◆ **Assigned task**
The answer must consist only of the lines from the line with "self.sessions, &topic, &payload, qos);" to the line with "and is torn", both included, exactly as they stand below.
:: Supplied data
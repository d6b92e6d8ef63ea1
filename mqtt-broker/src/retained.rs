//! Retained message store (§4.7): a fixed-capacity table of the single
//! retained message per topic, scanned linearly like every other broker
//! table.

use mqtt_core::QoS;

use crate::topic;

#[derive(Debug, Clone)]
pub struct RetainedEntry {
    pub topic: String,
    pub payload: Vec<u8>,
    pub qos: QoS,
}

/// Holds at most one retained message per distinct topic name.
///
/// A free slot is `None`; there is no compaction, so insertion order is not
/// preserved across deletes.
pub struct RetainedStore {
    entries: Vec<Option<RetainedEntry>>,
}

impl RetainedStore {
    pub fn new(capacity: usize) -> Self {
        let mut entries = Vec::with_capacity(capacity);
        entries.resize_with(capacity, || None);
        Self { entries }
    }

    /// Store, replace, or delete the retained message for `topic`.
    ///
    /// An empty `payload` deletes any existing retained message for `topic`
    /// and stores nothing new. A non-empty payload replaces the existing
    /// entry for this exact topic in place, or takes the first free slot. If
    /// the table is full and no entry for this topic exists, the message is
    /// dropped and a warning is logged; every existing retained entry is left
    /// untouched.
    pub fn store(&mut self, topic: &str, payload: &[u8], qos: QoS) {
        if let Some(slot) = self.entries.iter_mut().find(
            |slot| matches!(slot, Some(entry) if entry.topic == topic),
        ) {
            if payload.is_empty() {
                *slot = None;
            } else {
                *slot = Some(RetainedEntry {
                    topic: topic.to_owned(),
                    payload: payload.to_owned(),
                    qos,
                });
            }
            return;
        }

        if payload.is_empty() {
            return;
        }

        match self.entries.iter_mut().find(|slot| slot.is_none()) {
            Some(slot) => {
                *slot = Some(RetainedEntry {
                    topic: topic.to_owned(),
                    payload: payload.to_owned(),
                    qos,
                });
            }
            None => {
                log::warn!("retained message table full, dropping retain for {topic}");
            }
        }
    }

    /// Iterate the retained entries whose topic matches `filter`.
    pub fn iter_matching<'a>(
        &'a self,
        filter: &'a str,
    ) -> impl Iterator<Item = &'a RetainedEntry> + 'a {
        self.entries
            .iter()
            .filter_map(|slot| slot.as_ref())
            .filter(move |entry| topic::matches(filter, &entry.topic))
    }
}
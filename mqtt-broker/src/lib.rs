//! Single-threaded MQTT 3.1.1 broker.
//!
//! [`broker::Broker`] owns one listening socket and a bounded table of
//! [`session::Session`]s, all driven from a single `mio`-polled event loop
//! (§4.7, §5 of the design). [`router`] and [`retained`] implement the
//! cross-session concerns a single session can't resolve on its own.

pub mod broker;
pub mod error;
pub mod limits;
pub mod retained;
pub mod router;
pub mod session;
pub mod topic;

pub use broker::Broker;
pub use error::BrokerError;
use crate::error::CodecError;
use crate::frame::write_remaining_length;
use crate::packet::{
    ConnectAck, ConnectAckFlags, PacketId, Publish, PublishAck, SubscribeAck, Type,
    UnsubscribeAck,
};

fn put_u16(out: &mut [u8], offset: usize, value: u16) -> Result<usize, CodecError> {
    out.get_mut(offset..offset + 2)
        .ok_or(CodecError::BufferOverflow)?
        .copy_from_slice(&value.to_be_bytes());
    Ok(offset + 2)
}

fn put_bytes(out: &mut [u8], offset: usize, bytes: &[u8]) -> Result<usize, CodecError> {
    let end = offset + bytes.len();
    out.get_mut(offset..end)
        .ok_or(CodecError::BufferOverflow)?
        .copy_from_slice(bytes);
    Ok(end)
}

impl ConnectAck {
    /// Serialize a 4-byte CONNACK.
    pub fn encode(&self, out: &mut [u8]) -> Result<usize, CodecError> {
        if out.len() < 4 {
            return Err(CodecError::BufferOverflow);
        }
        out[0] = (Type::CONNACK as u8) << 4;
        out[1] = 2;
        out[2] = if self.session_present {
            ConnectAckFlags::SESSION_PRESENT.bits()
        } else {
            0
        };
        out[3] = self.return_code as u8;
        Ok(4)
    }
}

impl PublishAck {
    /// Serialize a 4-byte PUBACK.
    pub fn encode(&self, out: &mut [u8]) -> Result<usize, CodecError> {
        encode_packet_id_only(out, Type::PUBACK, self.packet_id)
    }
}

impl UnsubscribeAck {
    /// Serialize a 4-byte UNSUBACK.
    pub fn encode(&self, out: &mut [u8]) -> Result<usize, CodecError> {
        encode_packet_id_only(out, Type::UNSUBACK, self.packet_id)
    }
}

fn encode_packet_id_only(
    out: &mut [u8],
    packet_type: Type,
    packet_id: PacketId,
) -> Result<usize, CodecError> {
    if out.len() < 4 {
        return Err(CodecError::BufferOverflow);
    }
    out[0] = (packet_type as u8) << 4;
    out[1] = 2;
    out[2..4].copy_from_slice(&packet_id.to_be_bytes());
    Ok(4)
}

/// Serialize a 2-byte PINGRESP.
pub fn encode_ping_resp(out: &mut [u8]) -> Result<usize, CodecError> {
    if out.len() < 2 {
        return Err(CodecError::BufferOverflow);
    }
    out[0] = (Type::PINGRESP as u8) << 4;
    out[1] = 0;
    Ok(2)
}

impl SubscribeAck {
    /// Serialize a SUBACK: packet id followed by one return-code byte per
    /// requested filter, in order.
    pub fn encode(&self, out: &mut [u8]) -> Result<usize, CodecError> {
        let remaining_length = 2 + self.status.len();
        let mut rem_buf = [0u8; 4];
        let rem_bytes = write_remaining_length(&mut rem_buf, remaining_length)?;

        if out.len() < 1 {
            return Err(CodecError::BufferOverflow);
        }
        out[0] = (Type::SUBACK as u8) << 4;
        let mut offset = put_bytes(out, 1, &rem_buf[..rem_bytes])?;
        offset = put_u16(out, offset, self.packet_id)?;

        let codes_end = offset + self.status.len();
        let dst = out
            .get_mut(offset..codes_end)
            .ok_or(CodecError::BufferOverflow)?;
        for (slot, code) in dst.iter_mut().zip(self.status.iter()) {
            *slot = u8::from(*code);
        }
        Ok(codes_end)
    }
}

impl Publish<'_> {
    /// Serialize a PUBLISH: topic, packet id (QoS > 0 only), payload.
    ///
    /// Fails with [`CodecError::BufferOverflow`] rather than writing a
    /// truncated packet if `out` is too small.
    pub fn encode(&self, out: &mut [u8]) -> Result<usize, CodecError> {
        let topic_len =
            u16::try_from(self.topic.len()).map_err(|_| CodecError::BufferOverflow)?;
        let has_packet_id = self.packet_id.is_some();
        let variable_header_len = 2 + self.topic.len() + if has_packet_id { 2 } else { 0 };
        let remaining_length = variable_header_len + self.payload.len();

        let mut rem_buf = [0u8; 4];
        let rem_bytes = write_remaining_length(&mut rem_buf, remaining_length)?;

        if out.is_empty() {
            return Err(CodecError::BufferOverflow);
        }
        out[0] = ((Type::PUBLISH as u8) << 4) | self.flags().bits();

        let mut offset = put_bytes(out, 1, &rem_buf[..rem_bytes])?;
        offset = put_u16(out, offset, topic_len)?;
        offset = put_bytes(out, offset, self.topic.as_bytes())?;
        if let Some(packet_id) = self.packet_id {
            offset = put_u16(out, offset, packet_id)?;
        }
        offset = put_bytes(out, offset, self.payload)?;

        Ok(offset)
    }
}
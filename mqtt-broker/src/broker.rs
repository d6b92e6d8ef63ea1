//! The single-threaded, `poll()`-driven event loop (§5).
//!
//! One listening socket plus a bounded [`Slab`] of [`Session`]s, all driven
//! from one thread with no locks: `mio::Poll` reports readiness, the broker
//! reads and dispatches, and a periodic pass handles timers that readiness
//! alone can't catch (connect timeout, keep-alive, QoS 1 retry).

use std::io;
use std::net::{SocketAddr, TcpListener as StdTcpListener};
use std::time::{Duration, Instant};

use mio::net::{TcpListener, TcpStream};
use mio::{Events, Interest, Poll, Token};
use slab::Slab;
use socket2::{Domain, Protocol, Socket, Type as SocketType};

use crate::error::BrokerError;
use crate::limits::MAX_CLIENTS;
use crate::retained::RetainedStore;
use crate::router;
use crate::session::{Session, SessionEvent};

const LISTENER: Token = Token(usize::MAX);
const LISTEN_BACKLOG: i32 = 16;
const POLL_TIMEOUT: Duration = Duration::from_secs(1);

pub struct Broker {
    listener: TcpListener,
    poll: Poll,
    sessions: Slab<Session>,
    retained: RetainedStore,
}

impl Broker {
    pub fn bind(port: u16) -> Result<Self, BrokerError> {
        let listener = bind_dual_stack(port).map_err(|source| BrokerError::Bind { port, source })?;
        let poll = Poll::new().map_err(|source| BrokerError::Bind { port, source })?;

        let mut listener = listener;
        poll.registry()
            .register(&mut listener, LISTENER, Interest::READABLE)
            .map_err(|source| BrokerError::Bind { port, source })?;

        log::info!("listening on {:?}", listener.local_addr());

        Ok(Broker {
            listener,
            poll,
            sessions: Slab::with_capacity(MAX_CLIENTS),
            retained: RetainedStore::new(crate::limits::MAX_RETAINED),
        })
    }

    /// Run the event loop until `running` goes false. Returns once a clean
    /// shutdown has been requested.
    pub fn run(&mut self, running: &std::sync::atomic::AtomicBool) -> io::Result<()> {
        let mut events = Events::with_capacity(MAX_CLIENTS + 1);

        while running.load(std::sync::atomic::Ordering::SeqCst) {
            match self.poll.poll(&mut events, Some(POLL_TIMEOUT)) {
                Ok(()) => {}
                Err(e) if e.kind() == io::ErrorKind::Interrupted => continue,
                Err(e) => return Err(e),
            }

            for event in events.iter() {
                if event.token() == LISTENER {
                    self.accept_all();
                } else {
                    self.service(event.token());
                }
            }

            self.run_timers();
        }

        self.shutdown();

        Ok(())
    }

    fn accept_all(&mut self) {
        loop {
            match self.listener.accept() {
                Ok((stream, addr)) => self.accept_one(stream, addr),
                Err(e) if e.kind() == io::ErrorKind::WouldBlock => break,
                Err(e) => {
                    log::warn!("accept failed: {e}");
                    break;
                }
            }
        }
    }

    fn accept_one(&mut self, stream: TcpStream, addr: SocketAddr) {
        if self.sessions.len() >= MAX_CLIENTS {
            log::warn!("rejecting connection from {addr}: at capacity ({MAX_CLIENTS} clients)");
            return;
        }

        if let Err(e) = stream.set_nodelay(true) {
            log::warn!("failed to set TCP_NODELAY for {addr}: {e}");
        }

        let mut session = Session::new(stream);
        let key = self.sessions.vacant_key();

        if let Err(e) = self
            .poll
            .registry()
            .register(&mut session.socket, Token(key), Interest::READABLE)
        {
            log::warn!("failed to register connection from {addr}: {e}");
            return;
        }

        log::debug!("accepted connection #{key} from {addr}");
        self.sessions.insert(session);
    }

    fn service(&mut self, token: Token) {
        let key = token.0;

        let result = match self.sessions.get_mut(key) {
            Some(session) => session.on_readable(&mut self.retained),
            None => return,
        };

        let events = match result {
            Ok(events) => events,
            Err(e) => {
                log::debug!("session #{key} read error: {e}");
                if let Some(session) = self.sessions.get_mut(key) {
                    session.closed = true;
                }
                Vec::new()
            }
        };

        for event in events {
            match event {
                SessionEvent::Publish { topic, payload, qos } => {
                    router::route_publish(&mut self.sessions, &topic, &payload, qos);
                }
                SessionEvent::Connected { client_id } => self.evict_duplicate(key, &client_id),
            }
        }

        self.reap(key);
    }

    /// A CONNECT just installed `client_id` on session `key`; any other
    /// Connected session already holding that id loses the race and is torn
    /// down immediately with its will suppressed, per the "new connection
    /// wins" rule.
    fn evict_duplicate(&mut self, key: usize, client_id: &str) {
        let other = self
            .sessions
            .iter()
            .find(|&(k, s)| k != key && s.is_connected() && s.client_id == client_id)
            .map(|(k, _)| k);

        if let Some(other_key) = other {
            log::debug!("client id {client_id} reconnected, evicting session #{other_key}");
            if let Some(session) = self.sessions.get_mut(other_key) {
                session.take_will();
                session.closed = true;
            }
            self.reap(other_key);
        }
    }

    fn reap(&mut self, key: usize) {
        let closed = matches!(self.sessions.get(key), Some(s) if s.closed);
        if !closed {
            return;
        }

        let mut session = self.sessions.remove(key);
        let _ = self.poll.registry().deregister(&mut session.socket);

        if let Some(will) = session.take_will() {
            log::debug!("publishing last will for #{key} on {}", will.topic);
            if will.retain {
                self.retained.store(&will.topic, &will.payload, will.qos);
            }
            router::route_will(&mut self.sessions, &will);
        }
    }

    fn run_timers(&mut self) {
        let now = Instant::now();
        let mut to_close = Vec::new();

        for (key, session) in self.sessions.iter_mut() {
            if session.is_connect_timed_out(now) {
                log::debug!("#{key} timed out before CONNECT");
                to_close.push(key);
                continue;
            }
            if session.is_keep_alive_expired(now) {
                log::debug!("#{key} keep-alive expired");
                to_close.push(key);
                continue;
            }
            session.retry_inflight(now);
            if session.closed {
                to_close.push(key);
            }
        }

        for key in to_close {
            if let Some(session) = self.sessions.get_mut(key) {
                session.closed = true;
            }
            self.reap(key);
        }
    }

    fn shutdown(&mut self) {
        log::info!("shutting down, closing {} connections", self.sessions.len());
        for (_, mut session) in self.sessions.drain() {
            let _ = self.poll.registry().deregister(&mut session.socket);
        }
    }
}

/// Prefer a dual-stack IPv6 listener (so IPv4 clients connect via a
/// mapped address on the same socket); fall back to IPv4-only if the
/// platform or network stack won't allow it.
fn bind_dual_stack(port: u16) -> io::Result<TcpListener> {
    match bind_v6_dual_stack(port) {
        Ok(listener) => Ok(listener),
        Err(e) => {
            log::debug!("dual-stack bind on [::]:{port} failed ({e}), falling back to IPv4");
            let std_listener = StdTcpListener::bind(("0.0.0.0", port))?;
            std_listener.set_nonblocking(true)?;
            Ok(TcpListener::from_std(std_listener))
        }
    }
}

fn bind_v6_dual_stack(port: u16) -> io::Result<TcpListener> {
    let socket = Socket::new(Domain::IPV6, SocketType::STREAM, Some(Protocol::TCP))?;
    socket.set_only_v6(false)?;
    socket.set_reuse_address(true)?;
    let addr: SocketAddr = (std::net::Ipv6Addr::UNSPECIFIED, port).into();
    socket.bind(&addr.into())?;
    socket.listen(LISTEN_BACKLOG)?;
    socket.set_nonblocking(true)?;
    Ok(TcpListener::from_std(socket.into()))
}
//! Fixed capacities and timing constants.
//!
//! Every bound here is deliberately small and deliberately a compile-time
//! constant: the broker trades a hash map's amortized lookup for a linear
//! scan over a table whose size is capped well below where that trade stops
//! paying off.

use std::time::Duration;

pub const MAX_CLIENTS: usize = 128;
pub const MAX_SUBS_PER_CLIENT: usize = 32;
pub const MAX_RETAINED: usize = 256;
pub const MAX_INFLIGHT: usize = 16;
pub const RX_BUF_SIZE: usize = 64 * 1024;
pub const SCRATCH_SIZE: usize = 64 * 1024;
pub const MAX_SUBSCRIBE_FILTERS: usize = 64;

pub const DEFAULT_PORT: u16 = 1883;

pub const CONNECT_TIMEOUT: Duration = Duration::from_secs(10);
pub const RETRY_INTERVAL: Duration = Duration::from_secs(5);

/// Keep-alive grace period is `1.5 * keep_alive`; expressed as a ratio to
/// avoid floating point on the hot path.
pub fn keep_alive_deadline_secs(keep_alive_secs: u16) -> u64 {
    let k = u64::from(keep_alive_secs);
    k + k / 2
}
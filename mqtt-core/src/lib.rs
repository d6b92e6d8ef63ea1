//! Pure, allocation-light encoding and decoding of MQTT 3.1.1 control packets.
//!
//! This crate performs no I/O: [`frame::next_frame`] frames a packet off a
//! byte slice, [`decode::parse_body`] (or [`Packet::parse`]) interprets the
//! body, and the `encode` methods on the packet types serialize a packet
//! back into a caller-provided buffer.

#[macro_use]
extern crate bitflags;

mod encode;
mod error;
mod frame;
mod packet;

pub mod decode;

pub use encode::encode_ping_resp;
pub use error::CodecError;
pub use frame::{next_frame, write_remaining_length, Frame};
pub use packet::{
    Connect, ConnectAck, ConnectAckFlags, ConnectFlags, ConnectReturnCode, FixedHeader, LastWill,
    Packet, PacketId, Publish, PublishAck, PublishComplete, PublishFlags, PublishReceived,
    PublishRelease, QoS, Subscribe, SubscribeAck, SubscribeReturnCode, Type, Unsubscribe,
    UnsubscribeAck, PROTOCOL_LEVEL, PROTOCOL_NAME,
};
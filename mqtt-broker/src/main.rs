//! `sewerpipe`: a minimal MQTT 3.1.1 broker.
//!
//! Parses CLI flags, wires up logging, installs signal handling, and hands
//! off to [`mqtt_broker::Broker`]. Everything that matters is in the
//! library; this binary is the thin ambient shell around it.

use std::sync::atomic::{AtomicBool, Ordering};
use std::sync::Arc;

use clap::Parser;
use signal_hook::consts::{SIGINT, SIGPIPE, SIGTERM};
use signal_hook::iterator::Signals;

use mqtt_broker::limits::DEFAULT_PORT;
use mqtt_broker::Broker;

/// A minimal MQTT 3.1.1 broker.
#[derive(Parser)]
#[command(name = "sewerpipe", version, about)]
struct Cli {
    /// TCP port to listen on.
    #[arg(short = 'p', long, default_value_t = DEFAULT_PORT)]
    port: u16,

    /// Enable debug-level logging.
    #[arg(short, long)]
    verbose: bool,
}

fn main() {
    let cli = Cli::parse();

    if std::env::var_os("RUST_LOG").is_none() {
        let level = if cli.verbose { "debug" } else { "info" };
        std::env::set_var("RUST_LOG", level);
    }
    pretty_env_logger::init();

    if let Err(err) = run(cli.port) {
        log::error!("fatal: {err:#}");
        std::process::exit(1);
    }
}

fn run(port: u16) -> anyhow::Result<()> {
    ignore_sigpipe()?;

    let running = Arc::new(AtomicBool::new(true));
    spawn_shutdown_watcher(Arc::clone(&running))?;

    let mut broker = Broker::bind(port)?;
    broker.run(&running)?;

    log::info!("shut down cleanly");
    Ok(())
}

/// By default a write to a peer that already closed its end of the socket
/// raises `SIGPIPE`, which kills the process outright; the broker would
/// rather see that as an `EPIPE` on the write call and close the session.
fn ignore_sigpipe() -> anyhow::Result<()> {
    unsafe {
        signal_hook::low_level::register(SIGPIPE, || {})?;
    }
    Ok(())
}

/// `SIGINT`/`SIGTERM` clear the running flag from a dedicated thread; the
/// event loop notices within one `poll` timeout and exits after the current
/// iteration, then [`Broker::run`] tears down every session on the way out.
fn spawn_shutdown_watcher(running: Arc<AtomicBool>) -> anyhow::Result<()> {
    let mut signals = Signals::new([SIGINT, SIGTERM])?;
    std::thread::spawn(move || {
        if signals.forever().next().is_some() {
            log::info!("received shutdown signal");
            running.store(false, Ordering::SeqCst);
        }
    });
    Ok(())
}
::::
◆ **Response**
                    router::route_publish(&mut self.sessions, &topic, &payload, qos);
                }
                SessionEvent::Connected { client_id } => self.evict_duplicate(key, &client_id),
            }
        }

        self.reap(key);
    }

    /// A CONNECT just installed `client_id` on session `key`; any other
    /// Connected session already holding that id loses the race and is torn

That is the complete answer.